Malgré tout, le monde de 2224 semble paradisiaque : ce qui reste de notre civilisation y est bon, beau et gentil, écolo-recyclable même, et l’on s’y souhaite « belle journée » à tout bout de champ !!! Mais on frémit bientôt à l’idée forte qui est au cœur de l’intrigue : ces femmes ménopausées, qui ne sont plus en mesure de procréer pour reconstituer l’humanité, et que l’on « retire » tout simplement du circuit. Une alternative à la polygamie nous dira-t-on. Sauf que personne ne sait vraiment ce que deviennent les « retirées » quand elles partent pour le fameux et mystérieux « Domaine des Hautes Plaines« , même si l’on se doute bien que l’auteure est suffisamment habile pour ne pas nous resservir un simple remake féministe de Soleil vert. Bref on est très impatient de découvrir ce qu’il advient vraiment des « retirées » …

Pour corser encore le suspense, Sophie Loubière ne renie pas ses origines d’auteure de polars et nous a préparé quelques morts suspectes, impensables dans ce monde idyllique (ou presque) où la violence n’existe plus … et donc où l’on ne sait plus comment pratiquer une autopsie ! Apparemment quelques grains de sable se sont glissés dans la belle mécanique.

On pourra apprécier quelques petites inventions savoureuses (qu’on vous laisse découvrir) comme l’euthanasie raisonnée ou l’enterrement de vie de maman, ou encore ces bracelets régulateurs d’humeur.

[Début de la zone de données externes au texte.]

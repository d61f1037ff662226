//! Small namespace-aware element tree built on quick-xml's `NsReader`.
//!
//! The whole document is checked while it is read: mismatched or unclosed
//! tags, undefined entities, unbound prefixes, and anything other than
//! whitespace, comments or processing instructions after the root element
//! all fail the parse.

use std::borrow::Cow;

use quick_xml::{
    events::{BytesStart, Event},
    name::{Namespace, ResolveResult},
    NsReader
};

use crate::error::{HarvestError, HarvestResult};

#[derive(Debug, Default, Clone, PartialEq, Eq)]
pub struct XmlElement {
    pub namespace: Option<String>,
    pub name: String,
    // unprefixed attributes keep their plain name, prefixed ones are `{ns}name`.
    attributes: Vec<(String, String)>,
    /// Character data before the first child element.
    pub text: String,
    pub children: Vec<XmlElement>
}

impl XmlElement {
    pub fn is(&self, namespace: &str, name: &str) -> bool {
        self.namespace.as_deref() == Some(namespace) && self.name == name
    }

    pub fn attribute(&self, key: &str) -> Option<&str> {
        self.attributes.iter()
            .find(|(k, _)| k == key)
            .map(|(_, v)| v.as_str())
    }

    /// First direct child with the given expanded name.
    pub fn find(&self, namespace: &str, name: &str) -> Option<&XmlElement> {
        self.children.iter().find(|child| child.is(namespace, name))
    }

    /// All direct children with the given expanded name, in document order.
    pub fn find_all<'a>(
        &'a self,
        namespace: &'a str,
        name: &'a str
    ) -> impl Iterator<Item = &'a XmlElement> + 'a {
        self.children.iter().filter(move |child| child.is(namespace, name))
    }
}

struct OpenElement {
    element: XmlElement,
    seen_child: bool
}

pub fn parse_document(raw: &[u8]) -> HarvestResult<XmlElement> {
    let mut reader = NsReader::from_reader(raw);
    let mut buf = Vec::new();
    let mut stack: Vec<OpenElement> = Vec::new();
    let mut root: Option<XmlElement> = None;

    loop {
        match reader.read_event_into(&mut buf)? {
            Event::Start(e) => {
                let element = open_element(&reader, &e, root.is_some())?;
                if let Some(parent) = stack.last_mut() {
                    parent.seen_child = true;
                }
                stack.push(OpenElement { element, seen_child: false });
            }
            Event::Empty(e) => {
                let element = open_element(&reader, &e, root.is_some())?;
                close_element(element, &mut stack, &mut root);
            }
            Event::End(e) => {
                let open = stack.pop().ok_or_else(|| {
                    malformed(format!("unmatched end tag </{}>", String::from_utf8_lossy(e.name().as_ref())))
                })?;
                close_element(open.element, &mut stack, &mut root);
            }
            Event::Text(e) => {
                let text = e.unescape().map_err(quick_xml::Error::from)?;
                push_text(&mut stack, &text, root.is_some())?;
            }
            Event::CData(e) => {
                let text = reader.decoder().decode(&e).map_err(quick_xml::Error::from)?;
                push_text(&mut stack, &text, root.is_some())?;
            }
            Event::Eof => break,
            // declarations, comments, processing instructions, doctype
            _ => {}
        }
        buf.clear();
    }

    if let Some(open) = stack.last() {
        return Err(malformed(format!("unclosed element <{}>", open.element.name)));
    }
    root.ok_or_else(|| malformed("no root element".to_string()))
}

fn open_element<R>(
    reader: &NsReader<R>,
    start: &BytesStart<'_>,
    after_root: bool
) -> HarvestResult<XmlElement> {
    let (resolved, local) = reader.resolve_element(start.name());
    if after_root {
        return Err(malformed(format!(
            "element <{}> after the root element",
            String::from_utf8_lossy(local.as_ref())
        )));
    }
    let namespace = resolve_namespace(reader, resolved)?;
    let name = decode(reader, local.as_ref())?.into_owned();

    let mut attributes = Vec::new();
    for attr in start.attributes() {
        let attr = attr.map_err(quick_xml::Error::from)?;
        if attr.key.as_namespace_binding().is_some() {
            continue;
        }
        let value = attr.unescape_value().map_err(quick_xml::Error::from)?.into_owned();
        let (resolved, local) = reader.resolve_attribute(attr.key);
        let local = decode(reader, local.as_ref())?;
        let key = match resolve_namespace(reader, resolved)? {
            Some(ns) => format!("{{{}}}{}", ns, local),
            None => local.into_owned()
        };
        attributes.push((key, value));
    }

    Ok(XmlElement {
        namespace,
        name,
        attributes,
        ..XmlElement::default()
    })
}

fn close_element(element: XmlElement, stack: &mut Vec<OpenElement>, root: &mut Option<XmlElement>) {
    match stack.last_mut() {
        Some(parent) => {
            parent.seen_child = true;
            parent.element.children.push(element);
        }
        None => *root = Some(element)
    }
}

fn push_text(stack: &mut [OpenElement], text: &str, after_root: bool) -> HarvestResult<()> {
    match stack.last_mut() {
        Some(open) if !open.seen_child => open.element.text.push_str(text),
        Some(_) => {}
        None if text.trim().is_empty() => {}
        None if after_root => return Err(malformed("text after the root element".to_string())),
        None => return Err(malformed("text before the root element".to_string()))
    }
    Ok(())
}

fn resolve_namespace<R>(reader: &NsReader<R>, resolved: ResolveResult<'_>) -> HarvestResult<Option<String>> {
    match resolved {
        ResolveResult::Bound(Namespace(ns)) => Ok(Some(decode(reader, ns)?.into_owned())),
        ResolveResult::Unbound => Ok(None),
        ResolveResult::Unknown(prefix) => Err(malformed(format!(
            "unbound namespace prefix `{}`",
            String::from_utf8_lossy(&prefix)
        )))
    }
}

fn decode<'b, R>(reader: &NsReader<R>, bytes: &'b [u8]) -> HarvestResult<Cow<'b, str>> {
    Ok(reader.decoder().decode(bytes).map_err(quick_xml::Error::from)?)
}

fn malformed(message: String) -> HarvestError {
    HarvestError::MalformedFeed(message)
}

On s’inquiètera aussi de la manipulation exercée par une IA (la version 2224 d’Alexa ou Siri s’appelle Maya) qui va jusqu’à imiter Orwell et créer une « novlangue ».
Tout cela est évidemment très inconfortable, l’humour est grinçant, on ne sait trop quelle est la part du second degré, si c’est du lard ou du cochon, ou plutôt on se doute bien que l’auteure nous invite à jeter un œil inquiet du côté obscur de la force.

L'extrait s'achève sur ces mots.